On this day in 1943, a young woman enlists in the Women’s Army Corps. Twenty-two-year-old Maybelle Rutland would go on to serve in the 6888th Central Postal Battalion during World War II.

The “SixTripleEight,” as the battalion came to be known, was the only all-black, all-female Army unit to serve overseas during the war. Yet when those 855 women boarded the French ocean liner SS Ile de France on February 3, 1945, they had no idea what their mission was to be.

They knew only that they were traveling from the United States to England, and they would receive their mission once they arrived.

They went anyway.

Their commander, Major Charity Adams, met them as they arrived. “They had spent eleven days at sea on a zigzag course dodging German U-boats,” Adams later remembered. “The sight of two officers whom they knew, standing at dockside waiting to greet them, was like a breath of fresh air. Thanks to the seasickness, the salt-water spray, and the limited personal conveniences, the group was a very unhappy looking lot.”

Some even joked that they wouldn’t go home “until a bridge was built over the Atlantic Ocean”!

Once there, the women learned their task: They were taken to warehouses where millions and millions of pieces of mail were sitting, undelivered. Army officers were growing increasingly concerned about that mountain of mail because morale among our soldiers was suffering. Yet they also knew the task would be overwhelming.

“[M]any of the letters and packages were addressed simply to ‘Junior,’ ‘Buster,’ or to soldiers who shared common names such as ‘Robert Smith,’” the U.S. Army website describes. “Also, the hangars themselves were poorly lit, unheated, and cold and damp . . . . The lighting was poor due to the windows being blacked out to prevent light from escaping and alerting enemy aircraft of their location during nighttime air raids.”
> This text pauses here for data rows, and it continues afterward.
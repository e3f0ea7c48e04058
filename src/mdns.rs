//! Well-known mDNS addresses and names.

use std::net::{Ipv4Addr, Ipv6Addr, SocketAddr};

/// UDP port used by mDNS.
pub const MDNS_PORT: u16 = 5353;

/// IPv4 multicast group for mDNS queries and responses.
pub const MDNS_IPV4_ADDR: Ipv4Addr = Ipv4Addr::new(224, 0, 0, 251);

/// IPv6 multicast group for mDNS queries and responses.
pub const MDNS_IPV6_ADDR: Ipv6Addr = Ipv6Addr::new(0xff02, 0, 0, 0, 0, 0, 0, 0xfb);

/// Meta-query name that enumerates every advertised service type.
pub const BROWSE_TYPE: &[u8] = b"_services._dns-sd._udp.local.";

pub fn mdns_ipv4_target() -> SocketAddr {
    SocketAddr::from((MDNS_IPV4_ADDR, MDNS_PORT))
}

pub fn mdns_ipv6_target() -> SocketAddr {
    SocketAddr::from((MDNS_IPV6_ADDR, MDNS_PORT))
}
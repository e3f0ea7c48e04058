use std::collections::HashMap;
use std::net::SocketAddr;

use crate::mdns::MDNS_PORT;

use super::query::Query;
use super::record::Record;
use super::{FLAGS_RESPONSE_MASK, WireError, read_u16};

/// A full DNS message.
///
/// Inbound messages carry the datagram's source in `address`; outbound
/// messages use `address` as an explicit destination, with `None`
/// meaning the multicast group.
#[derive(Debug, Clone, Default, PartialEq, Eq)]
pub struct Message {
    pub transaction_id: u16,
    pub response: bool,
    pub queries: Vec<Query>,
    pub records: Vec<Record>,
    pub address: Option<SocketAddr>,
}

impl Message {
    pub fn new() -> Self {
        Self::default()
    }

    /// Start a reply to `message`: same transaction id, response flag
    /// set. A query that arrived from the mDNS port is answered over
    /// multicast; any other source gets a directed reply.
    pub fn reply_to(message: &Message) -> Self {
        let address = match message.address {
            Some(addr) if addr.port() != MDNS_PORT => Some(addr),
            _ => None,
        };
        Message {
            transaction_id: message.transaction_id,
            response: true,
            queries: Vec::new(),
            records: Vec::new(),
            address,
        }
    }

    /// Decode a datagram. Any malformed or truncated field discards
    /// the whole message.
    pub fn from_packet(packet: &[u8], address: Option<SocketAddr>) -> Result<Self, WireError> {
        let mut offset = 0;
        let transaction_id = read_u16(packet, &mut offset)?;
        let flags = read_u16(packet, &mut offset)?;
        let n_question = read_u16(packet, &mut offset)?;
        let n_answer = read_u16(packet, &mut offset)?;
        let n_authority = read_u16(packet, &mut offset)?;
        let n_additional = read_u16(packet, &mut offset)?;

        let mut queries = Vec::with_capacity(n_question as usize);
        for _ in 0..n_question {
            queries.push(Query::parse(packet, &mut offset)?);
        }

        // Answer, authority and additional records are treated as one
        // run; the engine does not distinguish the sections.
        let n_record = n_answer as usize + n_authority as usize + n_additional as usize;
        let mut records = Vec::with_capacity(n_record);
        for _ in 0..n_record {
            records.push(Record::parse(packet, &mut offset)?);
        }

        Ok(Message {
            transaction_id,
            response: flags & FLAGS_RESPONSE_MASK != 0,
            queries,
            records,
            address,
        })
    }

    /// Encode the message, compressing repeated names.
    pub fn to_packet(&self) -> Result<Vec<u8>, WireError> {
        let mut packet = Vec::with_capacity(512);
        let mut name_map = HashMap::new();

        packet.extend_from_slice(&self.transaction_id.to_be_bytes());
        let flags: u16 = if self.response { FLAGS_RESPONSE_MASK } else { 0 };
        packet.extend_from_slice(&flags.to_be_bytes());
        packet.extend_from_slice(&(self.queries.len() as u16).to_be_bytes());
        packet.extend_from_slice(&(self.records.len() as u16).to_be_bytes());
        packet.extend_from_slice(&0u16.to_be_bytes()); // authority
        packet.extend_from_slice(&0u16.to_be_bytes()); // additional

        for query in &self.queries {
            query.write(&mut packet, &mut name_map)?;
        }
        for record in &self.records {
            record.write(&mut packet, &mut name_map)?;
        }
        Ok(packet)
    }
}
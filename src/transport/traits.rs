use std::io::Result;

use crate::codec::Message;

/// A channel able to deliver DNS messages to the local network.
///
/// Implementations own the sockets; the engine hands them fully formed
/// messages and never touches raw datagrams itself. Designed to be
/// pluggable (e.g. for mocking in tests).
pub trait Transport {
    /// Send to the message's destination address, or over the
    /// multicast groups when it carries none.
    fn send(&self, message: &Message) -> Result<()>;

    /// Send over the standard multicast groups on every active
    /// interface.
    fn send_to_all(&self, message: &Message) -> Result<()>;
}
Well-intentioned Americans had tried to ship homemade cookies to their loved ones overseas. You can imagine the kind of mess that the food now made—and the enticement that it offered to rodents.

The women of the SixTripleEight had a simple motto as they worked: “No mail, low morale.” The Army had believed that it would take six months to a year to clear the backlog and get mail moving more reliably again, but wouldn’t you know that the SixTripleEight got the task done in three months?

Then they moved on to France and took care of another backlog there, in a similarly efficient fashion.

They developed a system of locator cards to help ensure proper and efficient delivery. At their peak efficiency, SixTripleEight was processing 65,000 pieces of mail per shift. They’d sorted 17 million pieces of mail by the time they were done.

The women of SixTripleEight began to rotate home during the summer of 1945, their mission complete. Some stayed in the military. Others used the GI Bill to go to college. As for Adams, she retired as a Lieutenant Colonel, then the highest-ranking black woman in the Army.

The women’s contributions to the war effort went mostly unnoticed during those years, but that oversight is finally being rectified.

A few months ago, Congress approved legislation awarding a Congressional Gold Medal to the battalion. The Medal follows a 2019 documentary, which chronicles the experiences of the SixTripleEight. Likewise, a monument has been dedicated at Fort Leavenworth, Kansas.

“My mother was always enormously proud of the Six Triple Eight,” Adams’s son concludes. “This monument is a statement of the responsibility, determination, and honor, and it is a gift from the recent past addressed to the future.”